Segment Start: THE DATA
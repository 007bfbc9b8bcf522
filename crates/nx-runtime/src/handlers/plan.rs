// plan.rs - Ask the provider for a step-by-step plan.
//
// Provider failures and unparseable completions do not fail the request:
// the caller gets a generic plan plus a `provider_error` describing what
// went wrong, so the agent loop can keep going.

use serde_json::{json, Value};

use nx_protocol::{NexxonError, RequestEnvelope};
use nx_provider::CompletionOptions;

use super::HandlerResult;
use crate::context::RuntimeContext;
use crate::error::IntoNexxonError;
use crate::gate::requested_tokens;
use crate::prompts::{build_context, extract_json, plan_prompt};

/// Semantic matches pulled into the planning context.
const CONTEXT_MATCHES: usize = 5;

fn fallback_steps() -> Value {
    json!([
        "Analyze the task requirements",
        "Identify the files that need to change",
        "Implement the changes in small steps",
        "Add or update tests",
        "Run the test suite and verify"
    ])
}

fn error_summary(err: &NexxonError) -> Value {
    json!({ "code": err.code.as_u16(), "message": err.message, "retryable": err.is_retryable() })
}

pub async fn handle(ctx: &RuntimeContext, req: &RequestEnvelope) -> HandlerResult {
    let task = req.require_str("task")?;
    let provider = ctx.provider_for(req.arg_str("model"))?;

    let matches = ctx
        .vectors
        .search(task, CONTEXT_MATCHES)
        .await
        .unwrap_or_default();
    let history = ctx.ledger.last_apply_records(3).unwrap_or_default();
    let prompt = plan_prompt(task, &build_context(task, &matches, &history));

    let options = CompletionOptions::default().with_max_tokens(requested_tokens(req));
    let completion = ctx
        .registry
        .complete(provider.name(), &prompt, &options)
        .await;

    let text = match completion {
        Ok(text) => text,
        Err(e) => {
            let err = e.into_nexxon();
            tracing::warn!(provider = provider.name(), error = %err.message, "plan fell back");
            return Ok(json!({
                "task": task,
                "plan_steps": fallback_steps(),
                "files_to_modify": [],
                "confidence": "low",
                "provider": provider.name(),
                "provider_error": error_summary(&err),
            }));
        }
    };

    match extract_json(&text).filter(|v| v.get("plan_steps").is_some_and(Value::is_array)) {
        Some(plan) => Ok(json!({
            "task": task,
            "plan_steps": plan["plan_steps"],
            "files_to_modify": plan.get("files_to_modify").cloned().unwrap_or_else(|| json!([])),
            "confidence": plan.get("confidence").cloned().unwrap_or_else(|| json!("medium")),
            "provider": provider.name(),
        })),
        None => {
            tracing::warn!(provider = provider.name(), "plan completion was not valid JSON");
            Ok(json!({
                "task": task,
                "plan_steps": fallback_steps(),
                "files_to_modify": [],
                "confidence": "low",
                "provider": provider.name(),
                "raw": text,
            }))
        }
    }
}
Segment End: THE DATA
WHAT YOU HAVE TO DO:
From the first line to the last, copy the records exactly as they appear above.

RESPONSE TO THIS EXERCISE:
repository 007bfbc9b8bcf522
filename crates/nx-runtime/src/handlers/plan.rs
// plan.rs - Ask the provider for a step-by-step plan.
//
// Provider failures and unparseable completions do not fail the request:
// the caller gets a generic plan plus a `provider_error` describing what
// went wrong, so the agent loop can keep going.

use serde_json::{json, Value};

use nx_protocol::{NexxonError, RequestEnvelope};
use nx_provider::CompletionOptions;

use super::HandlerResult;
use crate::context::RuntimeContext;
use crate::error::IntoNexxonError;
use crate::gate::requested_tokens;
use crate::prompts::{build_context, extract_json, plan_prompt};

/// Semantic matches pulled into the planning context.
const CONTEXT_MATCHES: usize = 5;

fn fallback_steps() -> Value {
    json!([
        "Analyze the task requirements",
        "Identify the files that need to change",
        "Implement the changes in small steps",
        "Add or update tests",
        "Run the test suite and verify"
    ])
}

fn error_summary(err: &NexxonError) -> Value {
    json!({ "code": err.code.as_u16(), "message": err.message, "retryable": err.is_retryable() })
}

pub async fn handle(ctx: &RuntimeContext, req: &RequestEnvelope) -> HandlerResult {
    let task = req.require_str("task")?;
    let provider = ctx.provider_for(req.arg_str("model"))?;

    let matches = ctx
        .vectors
        .search(task, CONTEXT_MATCHES)
        .await
        .unwrap_or_default();
    let history = ctx.ledger.last_apply_records(3).unwrap_or_default();
    let prompt = plan_prompt(task, &build_context(task, &matches, &history));

    let options = CompletionOptions::default().with_max_tokens(requested_tokens(req));
    let completion = ctx
        .registry
        .complete(provider.name(), &prompt, &options)
        .await;

    let text = match completion {
        Ok(text) => text,
        Err(e) => {
            let err = e.into_nexxon();
            tracing::warn!(provider = provider.name(), error = %err.message, "plan fell back");
            return Ok(json!({
                "task": task,
                "plan_steps": fallback_steps(),
                "files_to_modify": [],
                "confidence": "low",
                "provider": provider.name(),
                "provider_error": error_summary(&err),
            }));
        }
    };

    match extract_json(&text).filter(|v| v.get("plan_steps").is_some_and(Value::is_array)) {
        Some(plan) => Ok(json!({
            "task": task,
            "plan_steps": plan["plan_steps"],
            "files_to_modify": plan.get("files_to_modify").cloned().unwrap_or_else(|| json!([])),
            "confidence": plan.get("confidence").cloned().unwrap_or_else(|| json!("medium")),
            "provider": provider.name(),
        })),
        None => {
            tracing::warn!(provider = provider.name(), "plan completion was not valid JSON");
            Ok(json!({
                "task": task,
                "plan_steps": fallback_steps(),
                "files_to_modify": [],
                "confidence": "low",
                "provider": provider.name(),
                "raw": text,
            }))
        }
    }
}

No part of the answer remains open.